Convolutional Neural Networks: Analysis and Practice

Introduction

When I first started learning neural networks, I felt lost. I searched a lot of online materials, and many articles promised quick overviews like "understand convolutional neural networks in one article" or "build your own neural network framework in three minutes." Reading too many of those led to long study time without real progress.

After exploring on my own, I gradually understood how convolutional neural networks, or CNNs, actually work. CNNs are widely applied to tasks such as object segmentation, style transfer, and automatic coloring, but fundamentally a CNN serves as a feature extractor.

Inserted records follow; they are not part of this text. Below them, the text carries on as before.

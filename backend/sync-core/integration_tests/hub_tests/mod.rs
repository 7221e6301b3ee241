mod helpers;
mod lifecycle;
mod sync;
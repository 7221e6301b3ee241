use common::ErrorLocation;
use thiserror::Error;

#[derive(Debug, Error)]
pub enum ConfigError {
    #[error("Config Validation Error: {reason} {location}")]
    Validation {
        location: ErrorLocation,
        reason: String,
    },

    #[error("Config Environment Error: {name}: {reason} {location}")]
    Environment {
        location: ErrorLocation,
        name: String,
        reason: String,
    },

    #[error("Config Directory Not Found Error: {reason} {location}")]
    DirectoryNotFound {
        location: ErrorLocation,
        reason: String,
    },
}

Those applications are built on top of the features extracted by a CNN.

This article skips the biological neuron analogy and starts directly from simple examples.

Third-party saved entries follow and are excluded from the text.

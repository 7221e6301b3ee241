mod persistence;
mod session;
mod state;
use dashboard::error::DashboardError;
use dashboard::logger::initialize as LoggerInitialize;
use dashboard::settings::Settings;

use sync_core::error::CoreError;
use sync_core::hub::start_sync_hub;
use sync_core::model::DashboardState;
use sync_core::persistence::{JsonFileSink, PersistenceSink};
use sync_core::state::SharedState;

use common::ErrorLocation;

use std::fs::create_dir_all;
use std::panic::Location;
use std::sync::Arc;

use log::info;

#[tokio::main]
async fn main() -> Result<(), DashboardError> {
    let settings = Settings::from_env()?;

    // Ensure log directory exists
    create_dir_all(&settings.log_dir).map_err(|e| DashboardError::Dashboard {
        message: format!(
            "Failed to create log directory {}: {e}",
            settings.log_dir.display()
        ),
        location: ErrorLocation::from(Location::caller()),
    })?;

    // Initialize logger FIRST
    LoggerInitialize(&settings.log_dir, settings.log_level)?;

    info!("Dashboard host starting");
    if let Some(env_file) = &settings.env_file {
        info!("Environment loaded from {}", env_file.display());
    }
    info!("State directory: {}", settings.state_dir.display());

    let sink = JsonFileSink::new(&settings.state_dir);
    let initial: DashboardState = sink.load().map_err(CoreError::from)?;
    let hub_config = settings.hub_config(&initial.server);

    let state = SharedState::new(initial).map_err(CoreError::from)?;
    let sink: Arc<dyn PersistenceSink<DashboardState>> = Arc::new(sink);

    let handle = start_sync_hub(hub_config, state.clone(), sink)
        .await
        .map_err(CoreError::from)?;

    info!("Dashboard available at http://{}", handle.local_addr());

    // The panel is up; every viewer should see it.
    state
        .modify(|dashboard| dashboard.server.status = true)
        .await
        .map_err(CoreError::from)?;

    tokio::signal::ctrl_c()
        .await
        .map_err(|e| DashboardError::Dashboard {
            message: format!("Failed to listen for shutdown signal: {e}"),
            location: ErrorLocation::from(Location::caller()),
        })?;

    info!("Shutdown requested");
    handle.shutdown().await;
    info!("Dashboard host stopped");

    Ok(())
}
//! Host settings read from the environment.
//!
//! A `.env` file in the working directory (or any parent) is loaded first.
//! Flag parsing is left to whatever launches the host.

use common::ErrorLocation;

use sync_core::error::ConfigError;
use sync_core::hub::HubConfig;
use sync_core::model::ServerSettings;

use std::panic::Location;
use std::path::PathBuf;
use std::str::FromStr;
use std::time::Duration;

use log::LevelFilter;

pub const STATE_DIR_ENV: &str = "DASHBOARD_STATE_DIR";
pub const LOG_DIR_ENV: &str = "DASHBOARD_LOG_DIR";
pub const LOG_LEVEL_ENV: &str = "DASHBOARD_LOG_LEVEL";
pub const IDLE_TIMEOUT_ENV: &str = "DASHBOARD_IDLE_TIMEOUT";

/// Directory created under the platform config dir when no state dir is given.
const APP_DIR_NAME: &str = "realize";

/// Default log level for debug builds.
#[cfg(debug_assertions)]
const DEFAULT_LOG_LEVEL: LevelFilter = LevelFilter::Debug;

/// Default log level for release builds.
#[cfg(not(debug_assertions))]
const DEFAULT_LOG_LEVEL: LevelFilter = LevelFilter::Info;

#[derive(Debug, Clone, PartialEq, Eq)]
pub struct Settings {
    /// Where `state.json` lives.
    pub state_dir: PathBuf,
    pub log_dir: PathBuf,
    pub log_level: LevelFilter,
    /// Hardening option for stalled clients; off unless configured.
    pub idle_timeout: Option<Duration>,
    /// The `.env` file that was loaded, if any.
    pub env_file: Option<PathBuf>,
}

impl Settings {
    /// Load `.env`, then read settings from the process environment.
    ///
    /// # Errors
    ///
    /// Returns [`ConfigError`] if a variable is malformed or no default state
    /// directory exists on this platform.
    pub fn from_env() -> Result<Self, ConfigError> {
        let env_file = dotenvy::dotenv().ok();

        let mut settings = Self::from_lookup(|name| std::env::var(name).ok())?;
        settings.env_file = env_file;
        Ok(settings)
    }

    /// Build settings from an arbitrary variable source.
    pub fn from_lookup<F>(lookup: F) -> Result<Self, ConfigError>
    where
        F: Fn(&str) -> Option<String>,
    {
        let read = |name: &str| lookup(name).filter(|value| !value.trim().is_empty());

        let state_dir = match read(STATE_DIR_ENV) {
            Some(dir) => PathBuf::from(dir),
            None => default_state_dir()?,
        };

        let log_dir = read(LOG_DIR_ENV)
            .map(PathBuf::from)
            .unwrap_or_else(|| state_dir.clone());

        let log_level = match read(LOG_LEVEL_ENV) {
            Some(raw) => parse_log_level(&raw)?,
            None => DEFAULT_LOG_LEVEL,
        };

        let idle_timeout = read(IDLE_TIMEOUT_ENV)
            .map(|raw| parse_idle_timeout(&raw))
            .transpose()?;

        Ok(Self {
            state_dir,
            log_dir,
            log_level,
            idle_timeout,
            env_file: None,
        })
    }

    /// Hub configuration for the mirrored server settings.
    pub fn hub_config(&self, server: &ServerSettings) -> HubConfig {
        HubConfig {
            idle_timeout: self.idle_timeout,
            ..HubConfig::from(server)
        }
    }
}

fn default_state_dir() -> Result<PathBuf, ConfigError> {
    dirs::config_dir()
        .map(|dir| dir.join(APP_DIR_NAME))
        .ok_or_else(|| ConfigError::DirectoryNotFound {
            location: ErrorLocation::from(Location::caller()),
            reason: format!("no platform config directory; set {STATE_DIR_ENV}"),
        })
}

fn parse_log_level(raw: &str) -> Result<LevelFilter, ConfigError> {
    LevelFilter::from_str(raw.trim()).map_err(|e| ConfigError::Environment {
        location: ErrorLocation::from(Location::caller()),
        name: LOG_LEVEL_ENV.to_string(),
        reason: format!("{raw:?}: {e}"),
    })
}

fn parse_idle_timeout(raw: &str) -> Result<Duration, ConfigError> {
    let timeout =
        humantime::parse_duration(raw.trim()).map_err(|e| ConfigError::Environment {
            location: ErrorLocation::from(Location::caller()),
            name: IDLE_TIMEOUT_ENV.to_string(),
            reason: format!("{raw:?}: {e}"),
        })?;

    if timeout.is_zero() {
        return Err(ConfigError::Environment {
            location: ErrorLocation::from(Location::caller()),
            name: IDLE_TIMEOUT_ENV.to_string(),
            reason: "must be greater than zero".to_string(),
        });
    }

    Ok(timeout)
}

A Simple Example: Classifying X and O

Suppose we want a computer to recognize whether an image contains the letter X or the letter O. Humans can tell at a glance, but a computer needs examples. We label images with a label, for example Label = X, to tell the computer that a given image represents X.

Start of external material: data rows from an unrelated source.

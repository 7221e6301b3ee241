use crate::error::state::StateError;
use crate::state::listener::ChangeListener;
use crate::state::{SyncState, decode_candidate};

use common::ErrorLocation;

use std::sync::Arc;

use log::{debug, info, warn};
use tokio::sync::{Mutex, RwLock, mpsc, oneshot, watch};

/// Commands that mutate shared state.
#[derive(Debug)]
enum StateCommand<S> {
    /// Validate and commit a full replacement, replying with the new revision.
    Apply {
        candidate: S,
        reply: oneshot::Sender<Result<u64, StateError>>,
    },
}

/// The single mutable state object owned by the host.
///
/// # Thread Safety
///
/// This type is `Clone` and can be shared across tasks. All clones share the
/// same underlying value, commit actor and change channel.
#[derive(Clone)]
pub struct SharedState<S: SyncState> {
    /// Channel to send commit commands to the actor
    command_tx: Arc<Mutex<Option<mpsc::Sender<StateCommand<S>>>>>,

    /// Current committed value
    current: Arc<RwLock<S>>,

    /// Revision counter; every commit bumps it exactly once
    revision_tx: Arc<watch::Sender<u64>>,

    /// Track if actor initialized
    actor_init: Arc<Mutex<bool>>,
}

impl<S: SyncState> SharedState<S> {
    /// Wrap an initial value.
    ///
    /// The actor is spawned lazily on the first [`apply`](Self::apply), so this
    /// can be called outside a runtime.
    ///
    /// # Errors
    ///
    /// Returns [`StateError::Validation`] if `initial` is not well-formed.
    pub fn new(initial: S) -> Result<Self, StateError> {
        initial.validate()?;

        let (revision_tx, _) = watch::channel(0);

        Ok(Self {
            command_tx: Arc::new(Mutex::new(None)),
            current: Arc::new(RwLock::new(initial)),
            revision_tx: Arc::new(revision_tx),
            actor_init: Arc::new(Mutex::new(false)),
        })
    }

    /// Independent copy of the committed value.
    pub async fn snapshot(&self) -> S {
        self.current.read().await.clone()
    }

    /// Number of commits since construction.
    pub fn revision(&self) -> u64 {
        *self.revision_tx.borrow()
    }

    /// Register a change listener.
    pub fn subscribe(&self) -> ChangeListener {
        ChangeListener::new(self.revision_tx.subscribe())
    }

    /// Validate `candidate` and, if it holds, replace the current value.
    ///
    /// Commits from concurrent callers are serialized by the actor; the last
    /// one to reach it wins.
    ///
    /// # Errors
    ///
    /// - [`StateError::Validation`] if the candidate is rejected (state unchanged)
    /// - [`StateError::Actor`] if the commit actor is gone
    pub async fn apply(&self, candidate: S) -> Result<u64, StateError> {
        self.ensure_actor().await;

        let (reply_tx, reply_rx) = oneshot::channel();

        {
            let tx_guard = self.command_tx.lock().await;
            let tx = tx_guard.as_ref().ok_or_else(|| StateError::Actor {
                message: "State actor not initialized".to_string(),
                location: ErrorLocation::caller(),
            })?;

            tx.send(StateCommand::Apply {
                candidate,
                reply: reply_tx,
            })
            .await
            .map_err(|e| StateError::Actor {
                message: format!("State actor died: {e}"),
                location: ErrorLocation::caller(),
            })?;
        }

        reply_rx.await.map_err(|e| StateError::Actor {
            message: format!("State actor dropped reply: {e}"),
            location: ErrorLocation::caller(),
        })?
    }

    /// Decode a raw client payload and [`apply`](Self::apply) it.
    ///
    /// # Errors
    ///
    /// Adds [`StateError::Decode`] for payloads that are not a complete document.
    pub async fn apply_json(&self, payload: &[u8]) -> Result<u64, StateError> {
        let candidate = decode_candidate::<S>(payload)?;
        self.apply(candidate).await
    }

    /// Edit a copy of the current value and commit it through [`apply`](Self::apply).
    ///
    /// Meant for host-side changes. Not atomic with respect to other writers.
    pub async fn modify<F>(&self, edit: F) -> Result<u64, StateError>
    where
        F: FnOnce(&mut S),
    {
        let mut candidate = self.snapshot().await;
        edit(&mut candidate);
        self.apply(candidate).await
    }

    /// Ensure actor is spawned (lazy init).
    async fn ensure_actor(&self) {
        let mut init_guard = self.actor_init.lock().await;
        if !*init_guard {
            let (tx, rx) = mpsc::channel(32);

            // Store tx BEFORE spawning
            let mut tx_guard = self.command_tx.lock().await;
            *tx_guard = Some(tx);
            drop(tx_guard);

            tokio::spawn(state_actor(
                rx,
                Arc::clone(&self.current),
                Arc::clone(&self.revision_tx),
            ));

            *init_guard = true;
            info!("Shared state actor spawned");
        }
    }
}

/// Commit actor task.
///
/// Runs until every [`SharedState`] handle is dropped.
async fn state_actor<S: SyncState>(
    mut command_rx: mpsc::Receiver<StateCommand<S>>,
    current: Arc<RwLock<S>>,
    revision_tx: Arc<watch::Sender<u64>>,
) {
    info!("Shared state actor started");

    while let Some(cmd) = command_rx.recv().await {
        match cmd {
            StateCommand::Apply { candidate, reply } => {
                let result = commit(&current, &revision_tx, candidate).await;

                if let Err(ref e) = result {
                    warn!("Rejected state candidate: {e}");
                }

                // The caller may have given up waiting; the commit stands either way.
                let _ = reply.send(result);
            }
        }
    }

    info!("Shared state actor stopped");
}

async fn commit<S: SyncState>(
    current: &RwLock<S>,
    revision_tx: &watch::Sender<u64>,
    candidate: S,
) -> Result<u64, StateError> {
    // Validate first (before any changes)
    candidate.validate()?;

    {
        let mut current_write = current.write().await;
        *current_write = candidate;
    }

    // Signal after the lock is released so woken listeners read the new value.
    revision_tx.send_modify(|revision| *revision += 1);
    let revision = *revision_tx.borrow();
    debug!("Committed state revision {revision}");

    Ok(revision)
}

Not all Xs look the same, so the computer may not recognize a new X it has not seen before. This is the familiar machine learning issue of underfitting.

To handle variations, the CNN must learn how to extract the defining features of images that represent X.

Images and Local Matching

Images are stored as pixel values. Comparing two images pixel-by-pixel is inefficient and brittle, so we use local matching methods commonly called patch matching.

Observing two X images, despite pixel differences they can share local structural similarities. In both images, three identically colored regions might have the same local structure. Instead of matching all pixels globally, we can match locally.

For example, to locate a face in a photo, you could tell the CNN what eyes, nose, and mouth look like, then search the image for those three features. Likewise, from a prototypical X image we can extract three features.

These features are also called filters or convolution kernels in CNNs, typically 3x3 or 5x5 in size. This is where the term convolution appears in the name convolutional neural network.

Note: the convolution used informally in CNNs is not the same as the convolution operation from signal processing in the mathematical sense. The practical sliding-window operation used in many CNN implementations is closer to cross-correlation than to the classical integral convolution in calculus.

Computing a Local Response

The basic local operation is element-wise multiplication followed by aggregation. Take a filter and align it with a same-size window in the image, multiply corresponding elements, and record the results. For a 3x3 filter and a 3x3 window, multiply each of the nine corresponding pairs and collect the nine products.

Next, aggregate those values. In the simple example described here, we take the mean of the nine products. The aggregated value is placed into a new image at the corresponding location. Repeating this process over all window positions produces a feature map.

Why does the window move? The window, or receptive field, slides across the image. The stride determines how far the window moves each step. For stride = 1, the window moves by one pixel. For stride = 2, it moves by two pixels. After reaching the right edge, the window returns to the left and moves down to the next row.

After computing responses for all positions, the resulting feature map represents how well each image location matches that filter. Values closer to 1 indicate strong positive match, values closer to -1 indicate strong negative match, and values near 0 indicate little or no correlation. Each filter produces one feature map, so using three filters on an X image yields three feature maps.

Nonlinear Activation Layer

The convolution layer produces a set of linear responses. A nonlinear activation layer applies a nonlinear function to those responses. A commonly used activation is the Rectified Linear Unit, or ReLU, defined as:

f(x) = max(0, x)

ReLU keeps values greater than or equal to zero and sets negative values to zero. Since values close to 1 indicate a good match and values close to -1 indicate a mismatch, applying ReLU discards negative responses and helps concentrate on positively correlated features.

Pooling Layer

Even after convolution, feature maps can still be large, especially when training on tens of thousands of images. Pooling reduces the spatial size of feature maps. The two common pooling types are max pooling and average pooling. Max pooling selects the maximum value within each pooling window, while average pooling takes the average.

For example, with a 2x2 pooling window, max pooling selects the largest value in each 2x2 block and uses that to build a downsampled feature map. The window then slides according to the pooling stride. Pooling reduces data size while preserving the strongest local responses, which helps make detection less sensitive to precise location within the window.

Basic CNN Configuration

The basic CNN building blocks are convolution layers, ReLU activation layers, and pooling layers. These layers are often stacked: the output of one layer becomes the input to the next. More layers can be added to form deeper networks for more complex tasks.

The final fully connected layers, along with training and optimization methods, will be discussed in a follow-up article.